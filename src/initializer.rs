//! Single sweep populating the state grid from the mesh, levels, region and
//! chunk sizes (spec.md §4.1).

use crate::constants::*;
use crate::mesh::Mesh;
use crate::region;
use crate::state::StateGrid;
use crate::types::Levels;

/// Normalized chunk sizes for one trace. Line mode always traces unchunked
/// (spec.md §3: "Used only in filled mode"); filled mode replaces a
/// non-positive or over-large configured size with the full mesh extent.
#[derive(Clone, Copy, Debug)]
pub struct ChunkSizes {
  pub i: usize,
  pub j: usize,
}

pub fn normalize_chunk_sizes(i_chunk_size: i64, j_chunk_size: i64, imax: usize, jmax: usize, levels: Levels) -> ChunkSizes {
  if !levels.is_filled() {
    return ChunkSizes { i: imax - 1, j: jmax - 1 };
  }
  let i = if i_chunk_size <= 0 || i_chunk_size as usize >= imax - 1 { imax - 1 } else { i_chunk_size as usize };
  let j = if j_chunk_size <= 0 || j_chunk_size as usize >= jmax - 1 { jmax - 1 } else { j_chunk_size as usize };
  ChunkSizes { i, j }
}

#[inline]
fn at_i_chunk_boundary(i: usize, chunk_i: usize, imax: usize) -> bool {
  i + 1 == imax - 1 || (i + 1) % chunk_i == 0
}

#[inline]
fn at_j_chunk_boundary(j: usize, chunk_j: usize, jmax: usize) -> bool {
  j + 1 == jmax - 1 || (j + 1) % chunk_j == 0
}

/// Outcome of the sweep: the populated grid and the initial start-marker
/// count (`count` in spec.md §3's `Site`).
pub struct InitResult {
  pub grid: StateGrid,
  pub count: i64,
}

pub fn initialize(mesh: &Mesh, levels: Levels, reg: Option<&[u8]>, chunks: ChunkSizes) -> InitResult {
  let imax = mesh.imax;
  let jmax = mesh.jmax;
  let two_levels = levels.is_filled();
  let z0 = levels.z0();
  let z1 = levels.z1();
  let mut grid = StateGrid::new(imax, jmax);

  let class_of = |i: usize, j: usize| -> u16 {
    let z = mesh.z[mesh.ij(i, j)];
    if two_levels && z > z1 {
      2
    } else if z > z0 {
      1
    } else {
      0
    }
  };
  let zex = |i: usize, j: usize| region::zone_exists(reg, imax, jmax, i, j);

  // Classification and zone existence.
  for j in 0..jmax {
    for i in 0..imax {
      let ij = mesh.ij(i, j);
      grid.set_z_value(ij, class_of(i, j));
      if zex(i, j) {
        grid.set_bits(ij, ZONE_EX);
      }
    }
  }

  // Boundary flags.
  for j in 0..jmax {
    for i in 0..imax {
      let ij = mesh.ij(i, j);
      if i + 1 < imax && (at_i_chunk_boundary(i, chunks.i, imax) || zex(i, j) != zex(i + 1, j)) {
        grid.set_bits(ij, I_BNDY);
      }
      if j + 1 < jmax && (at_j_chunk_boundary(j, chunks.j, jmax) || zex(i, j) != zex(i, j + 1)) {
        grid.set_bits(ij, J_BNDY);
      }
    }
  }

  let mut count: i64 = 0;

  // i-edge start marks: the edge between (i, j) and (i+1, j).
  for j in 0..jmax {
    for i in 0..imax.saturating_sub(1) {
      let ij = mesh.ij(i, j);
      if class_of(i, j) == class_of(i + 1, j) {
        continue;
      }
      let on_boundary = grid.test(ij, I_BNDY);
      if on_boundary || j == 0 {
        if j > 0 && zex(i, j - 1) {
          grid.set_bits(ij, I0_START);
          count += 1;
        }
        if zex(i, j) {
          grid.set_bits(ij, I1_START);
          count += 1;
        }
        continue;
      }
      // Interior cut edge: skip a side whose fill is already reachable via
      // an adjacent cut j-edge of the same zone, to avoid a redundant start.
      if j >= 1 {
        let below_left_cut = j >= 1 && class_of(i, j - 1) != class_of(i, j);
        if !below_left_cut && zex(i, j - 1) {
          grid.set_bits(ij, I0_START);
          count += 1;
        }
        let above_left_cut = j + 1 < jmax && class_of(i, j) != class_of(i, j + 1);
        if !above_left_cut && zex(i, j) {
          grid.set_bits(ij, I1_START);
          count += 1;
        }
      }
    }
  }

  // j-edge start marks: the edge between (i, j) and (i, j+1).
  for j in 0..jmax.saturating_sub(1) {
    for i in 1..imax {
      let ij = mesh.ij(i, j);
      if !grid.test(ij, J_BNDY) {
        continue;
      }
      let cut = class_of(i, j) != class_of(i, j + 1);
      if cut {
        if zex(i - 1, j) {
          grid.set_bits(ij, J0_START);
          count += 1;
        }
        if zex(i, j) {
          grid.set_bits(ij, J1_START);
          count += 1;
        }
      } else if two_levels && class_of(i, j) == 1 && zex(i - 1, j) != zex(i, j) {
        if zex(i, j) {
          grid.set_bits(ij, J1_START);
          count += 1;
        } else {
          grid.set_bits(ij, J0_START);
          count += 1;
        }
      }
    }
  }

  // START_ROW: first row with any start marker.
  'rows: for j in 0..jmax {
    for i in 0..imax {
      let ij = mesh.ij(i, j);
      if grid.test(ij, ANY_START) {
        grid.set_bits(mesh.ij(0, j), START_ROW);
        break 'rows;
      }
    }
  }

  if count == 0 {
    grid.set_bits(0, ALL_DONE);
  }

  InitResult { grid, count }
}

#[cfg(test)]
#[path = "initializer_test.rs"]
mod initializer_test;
──────────────────────────────
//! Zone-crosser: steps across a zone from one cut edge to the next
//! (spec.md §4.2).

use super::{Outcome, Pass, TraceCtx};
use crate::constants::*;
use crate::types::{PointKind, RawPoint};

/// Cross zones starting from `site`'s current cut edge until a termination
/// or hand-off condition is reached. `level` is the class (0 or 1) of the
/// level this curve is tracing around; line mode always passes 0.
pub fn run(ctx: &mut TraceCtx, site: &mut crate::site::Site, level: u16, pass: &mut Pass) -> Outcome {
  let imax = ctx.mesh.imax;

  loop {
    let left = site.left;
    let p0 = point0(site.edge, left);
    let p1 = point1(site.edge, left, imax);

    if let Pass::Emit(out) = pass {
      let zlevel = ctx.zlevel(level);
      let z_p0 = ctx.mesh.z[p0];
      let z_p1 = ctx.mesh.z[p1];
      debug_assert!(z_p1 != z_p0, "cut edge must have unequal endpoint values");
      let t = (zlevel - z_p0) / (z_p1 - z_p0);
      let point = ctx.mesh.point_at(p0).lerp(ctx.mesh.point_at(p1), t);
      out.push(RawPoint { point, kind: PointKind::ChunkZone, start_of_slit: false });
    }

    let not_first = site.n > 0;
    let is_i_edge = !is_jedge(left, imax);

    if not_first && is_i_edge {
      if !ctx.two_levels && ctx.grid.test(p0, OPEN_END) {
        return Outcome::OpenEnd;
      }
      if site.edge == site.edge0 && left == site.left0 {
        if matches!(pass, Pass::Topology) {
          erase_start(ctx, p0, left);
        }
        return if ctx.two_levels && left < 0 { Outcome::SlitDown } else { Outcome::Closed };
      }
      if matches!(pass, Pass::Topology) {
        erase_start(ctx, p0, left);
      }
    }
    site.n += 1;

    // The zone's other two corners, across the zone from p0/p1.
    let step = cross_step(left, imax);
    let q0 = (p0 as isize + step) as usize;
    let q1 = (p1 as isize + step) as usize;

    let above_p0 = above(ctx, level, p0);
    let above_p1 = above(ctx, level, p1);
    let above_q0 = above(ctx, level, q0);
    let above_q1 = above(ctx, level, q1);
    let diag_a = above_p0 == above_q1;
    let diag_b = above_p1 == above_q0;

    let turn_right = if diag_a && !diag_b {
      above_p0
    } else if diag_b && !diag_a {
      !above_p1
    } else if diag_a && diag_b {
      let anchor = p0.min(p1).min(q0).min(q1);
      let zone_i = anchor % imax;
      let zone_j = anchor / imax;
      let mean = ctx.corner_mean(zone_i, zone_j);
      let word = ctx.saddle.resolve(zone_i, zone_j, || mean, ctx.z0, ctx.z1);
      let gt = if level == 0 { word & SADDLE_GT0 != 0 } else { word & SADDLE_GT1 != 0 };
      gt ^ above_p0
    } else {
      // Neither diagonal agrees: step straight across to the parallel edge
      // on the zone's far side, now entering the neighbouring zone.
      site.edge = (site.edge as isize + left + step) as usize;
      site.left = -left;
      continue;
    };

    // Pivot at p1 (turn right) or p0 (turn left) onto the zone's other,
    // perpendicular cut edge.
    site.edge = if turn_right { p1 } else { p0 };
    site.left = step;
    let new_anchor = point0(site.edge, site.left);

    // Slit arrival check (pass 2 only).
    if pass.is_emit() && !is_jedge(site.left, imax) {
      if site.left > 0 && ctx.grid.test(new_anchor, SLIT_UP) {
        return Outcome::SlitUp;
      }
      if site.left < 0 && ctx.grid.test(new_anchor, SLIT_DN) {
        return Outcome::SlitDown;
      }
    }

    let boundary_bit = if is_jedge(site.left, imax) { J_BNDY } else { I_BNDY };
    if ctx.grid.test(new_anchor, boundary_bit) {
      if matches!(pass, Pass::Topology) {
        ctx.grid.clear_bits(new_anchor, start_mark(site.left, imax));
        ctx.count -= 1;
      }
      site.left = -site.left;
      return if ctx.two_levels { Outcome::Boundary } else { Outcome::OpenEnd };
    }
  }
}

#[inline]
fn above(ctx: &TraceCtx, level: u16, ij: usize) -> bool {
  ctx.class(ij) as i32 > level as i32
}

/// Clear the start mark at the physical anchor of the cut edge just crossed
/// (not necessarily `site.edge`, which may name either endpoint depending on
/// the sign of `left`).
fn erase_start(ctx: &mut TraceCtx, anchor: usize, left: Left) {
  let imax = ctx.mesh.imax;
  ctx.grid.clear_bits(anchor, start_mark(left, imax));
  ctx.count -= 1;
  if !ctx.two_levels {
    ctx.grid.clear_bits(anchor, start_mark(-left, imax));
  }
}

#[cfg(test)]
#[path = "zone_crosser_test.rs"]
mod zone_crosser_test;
──────────────────────────────
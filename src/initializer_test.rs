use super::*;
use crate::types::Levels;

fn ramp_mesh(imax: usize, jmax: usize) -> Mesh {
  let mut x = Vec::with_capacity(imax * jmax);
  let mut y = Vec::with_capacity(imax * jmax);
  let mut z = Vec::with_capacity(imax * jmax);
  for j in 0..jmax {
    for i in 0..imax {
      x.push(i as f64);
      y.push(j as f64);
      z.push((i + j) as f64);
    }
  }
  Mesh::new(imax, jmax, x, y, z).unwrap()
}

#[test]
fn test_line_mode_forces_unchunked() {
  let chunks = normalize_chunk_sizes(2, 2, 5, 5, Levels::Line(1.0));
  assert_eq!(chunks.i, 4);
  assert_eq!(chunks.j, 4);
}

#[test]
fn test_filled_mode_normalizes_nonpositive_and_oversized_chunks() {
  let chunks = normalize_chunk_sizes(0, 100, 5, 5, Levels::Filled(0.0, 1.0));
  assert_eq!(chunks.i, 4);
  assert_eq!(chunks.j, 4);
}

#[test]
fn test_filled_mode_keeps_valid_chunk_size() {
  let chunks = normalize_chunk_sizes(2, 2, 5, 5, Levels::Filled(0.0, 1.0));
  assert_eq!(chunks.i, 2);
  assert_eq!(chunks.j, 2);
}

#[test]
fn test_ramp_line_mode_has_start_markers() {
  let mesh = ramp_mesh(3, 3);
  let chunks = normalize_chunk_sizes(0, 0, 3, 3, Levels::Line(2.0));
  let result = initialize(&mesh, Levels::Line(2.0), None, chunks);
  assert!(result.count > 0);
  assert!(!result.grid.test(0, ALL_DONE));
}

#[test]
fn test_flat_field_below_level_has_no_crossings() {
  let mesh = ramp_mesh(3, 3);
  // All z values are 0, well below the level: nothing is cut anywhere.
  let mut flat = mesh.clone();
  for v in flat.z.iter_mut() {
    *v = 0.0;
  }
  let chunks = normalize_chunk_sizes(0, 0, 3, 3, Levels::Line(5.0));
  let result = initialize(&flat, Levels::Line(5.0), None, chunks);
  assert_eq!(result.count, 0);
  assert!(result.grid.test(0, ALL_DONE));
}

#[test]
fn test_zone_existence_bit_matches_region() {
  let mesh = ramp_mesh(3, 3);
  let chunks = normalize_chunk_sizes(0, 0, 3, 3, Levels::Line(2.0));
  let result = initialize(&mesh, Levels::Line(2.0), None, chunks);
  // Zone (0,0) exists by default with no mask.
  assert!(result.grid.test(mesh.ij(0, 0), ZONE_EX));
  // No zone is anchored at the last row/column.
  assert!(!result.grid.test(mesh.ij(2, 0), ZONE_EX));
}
──────────────────────────────
**WORK TO BE COMPLETED**
Only a number is expected in response: how many lines of the records above include the word "other".

**ANSWER FOR THE TASK**
2